In the acute phase of SARS-CoV-2 infection, varying degrees of clinical manifestations have been noticed in patients. Some patients who recovered from the infection developed long-term effects which have become of interest to the scientific and medical communities, as it relates to pathogenesis and the multidisciplinary approach to treatment. Long COVID (long-term or long-haul) is the collective term used to define recovered individuals of SARS-CoV-2 infection who have presented with persistent COVID symptoms, as well as the emergence of disorders and complications. Following the review of literature from major scientific databases, this paper investigated long COVID and the resulting post-sequela effects on survivors, regardless of initial disease severity. The clinical manifestations and multisystem complications of the disease specifically, cardiovascular, neurologic and psychologic, hematologic, pulmonary, dermatologic, and other ailments were discussed. Patients with chronic COVID-19 were found to experience heart thrombosis leading to myocardial infarction, inflammation, lung fibrosis, stroke, venous thromboembolism, arterial thromboembolism, “brain fog”, general mood dysfunctions, dermatological issues, and fatigue.

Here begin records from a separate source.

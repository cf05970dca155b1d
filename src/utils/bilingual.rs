//! 双语格式转换：`"English": "中文"` → `"English": "中文 (English)"`
//! 纯内存变换，不读写文件

use once_cell::sync::Lazy;
use regex::Regex;

use crate::rule::core::RuleSet;

/// 译文末尾已带有 `(English text)` 形式的后缀
static BILINGUAL_SUFFIX: Lazy<Regex> = Lazy::new(|| Regex::new(r"\([A-Z][^)]+\)\s*$").unwrap());
/// 拆出译文主体与括号后缀
static STRIP_SUFFIX: Lazy<Regex> = Lazy::new(|| Regex::new(r"^(.+?)\s*\([^)]+\)\s*$").unwrap());

/// 原文超过此长度不追加后缀
pub const DEFAULT_MAX_ORIGINAL_LEN: usize = 80;

/// 默认保持纯中文的原文（内容会被动态拼接，追加后缀会产生嵌套）
pub const DEFAULT_PURE_KEYS: [&str; 3] = [
    "Fix a TODO in the codebase",
    "What is the tech stack of this project?",
    "Fix broken tests",
];

#[derive(Debug, Clone)]
pub struct BilingualConverter {
    /// 保持纯中文的原文（动态内容，避免嵌套）
    pure_keys: Vec<String>,
    max_original_len: usize,
}

impl Default for BilingualConverter {
    fn default() -> Self {
        Self {
            pure_keys: DEFAULT_PURE_KEYS.iter().map(|k| k.to_string()).collect(),
            max_original_len: DEFAULT_MAX_ORIGINAL_LEN,
        }
    }
}

impl BilingualConverter {
    pub fn new() -> Self {
        Self::default()
    }

    /// 替换默认的纯中文原文列表
    pub fn with_pure_keys<I, S>(mut self, keys: I) -> Self
    where
        I: IntoIterator<Item = S>,
        S: Into<String>,
    {
        self.pure_keys = keys.into_iter().map(Into::into).collect();
        self
    }

    pub fn max_original_len(mut self, len: usize) -> Self {
        self.max_original_len = len;
        self
    }

    pub fn is_bilingual(original: &str, translated: &str) -> bool {
        translated.contains(&format!("({})", original)) || BILINGUAL_SUFFIX.is_match(translated)
    }

    pub fn convert_pair(&self, original: &str, translated: &str) -> String {
        if self.pure_keys.iter().any(|k| k == original) {
            return match STRIP_SUFFIX.captures(translated) {
                Some(caps) => caps[1].trim().to_string(),
                None => translated.to_string(),
            };
        }

        if Self::is_bilingual(original, translated)
            || original == translated
            || original.chars().count() > self.max_original_len
        {
            return translated.to_string();
        }

        format!("{} ({})", translated, original)
    }

    /// 返回转换后的规则集以及是否有变化
    pub fn convert(&self, rule_set: &RuleSet) -> (RuleSet, bool) {
        let mut converted = rule_set.clone();
        let mut changed = false;
        for (original, translated) in converted.replacements.iter_mut() {
            let next = self.convert_pair(original, translated);
            if next != *translated {
                *translated = next;
                changed = true;
            }
        }
        (converted, changed)
    }
}

#[cfg(test)]
mod tests {
    use super::*;

    #[test]
    fn test_appends_original() {
        let conv = BilingualConverter::new();
        assert_eq!(conv.convert_pair("Delete", "删除"), "删除 (Delete)");
    }

    #[test]
    fn test_skips_already_bilingual_and_identical() {
        let conv = BilingualConverter::new();
        assert_eq!(conv.convert_pair("Delete", "删除 (Delete)"), "删除 (Delete)");
        assert_eq!(conv.convert_pair("Remove", "删除 (Remove item)"), "删除 (Remove item)");
        assert_eq!(conv.convert_pair("GPT-4", "GPT-4"), "GPT-4");
    }

    #[test]
    fn test_skips_long_original() {
        let conv = BilingualConverter::new().max_original_len(10);
        assert_eq!(conv.convert_pair("This is a long sentence", "这是长句"), "这是长句");
    }

    #[test]
    fn test_pure_keys_strip_suffix() {
        let conv = BilingualConverter::new().with_pure_keys(["Fix broken tests"]);
        assert_eq!(conv.convert_pair("Fix broken tests", "修复失败的测试 (Fix broken tests)"), "修复失败的测试");
        assert_eq!(conv.convert_pair("Fix broken tests", "修复失败的测试"), "修复失败的测试");
    }

    #[test]
    fn test_default_pure_keys() {
        let conv = BilingualConverter::new();
        assert_eq!(conv.convert_pair("Fix broken tests", "修复失败的测试 (Fix broken tests)"), "修复失败的测试");
        assert_eq!(
            conv.convert_pair("What is the tech stack of this project?", "这个项目的技术栈是什么？"),
            "这个项目的技术栈是什么？"
        );
    }

    #[test]
    fn test_convert_rule_set() {
        let rule_set = RuleSet::parse(
            r#"{"file":"a.tsx","replacements":{"Undo":"撤销","Redo":"重做 (Redo)"}}"#,
            "routes",
            "a.json",
            "routes/a.json",
        )
        .unwrap();

        let (converted, changed) = BilingualConverter::new().convert(&rule_set);
        assert!(changed);
        assert_eq!(converted.replacements["Undo"], "撤销 (Undo)");
        assert_eq!(converted.replacements["Redo"], "重做 (Redo)");

        let (_, changed_again) = BilingualConverter::new().convert(&converted);
        assert!(!changed_again);
    }
}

As the disease continues to progress and spread, and with the emergence of new variants the management of these persisting symptoms will pose a challenge for healthcare providers and medical systems in the next period of the pandemic. However, more information is needed about long COVID, particularly concerning certain patient populations, variability in follow-up times, the prevalence of comorbidities, and the evolution of the spread of infection. Thus, continued research needs to be conducted concerning the disease pathology to develop preventative measures and management strategies to treat long COVID.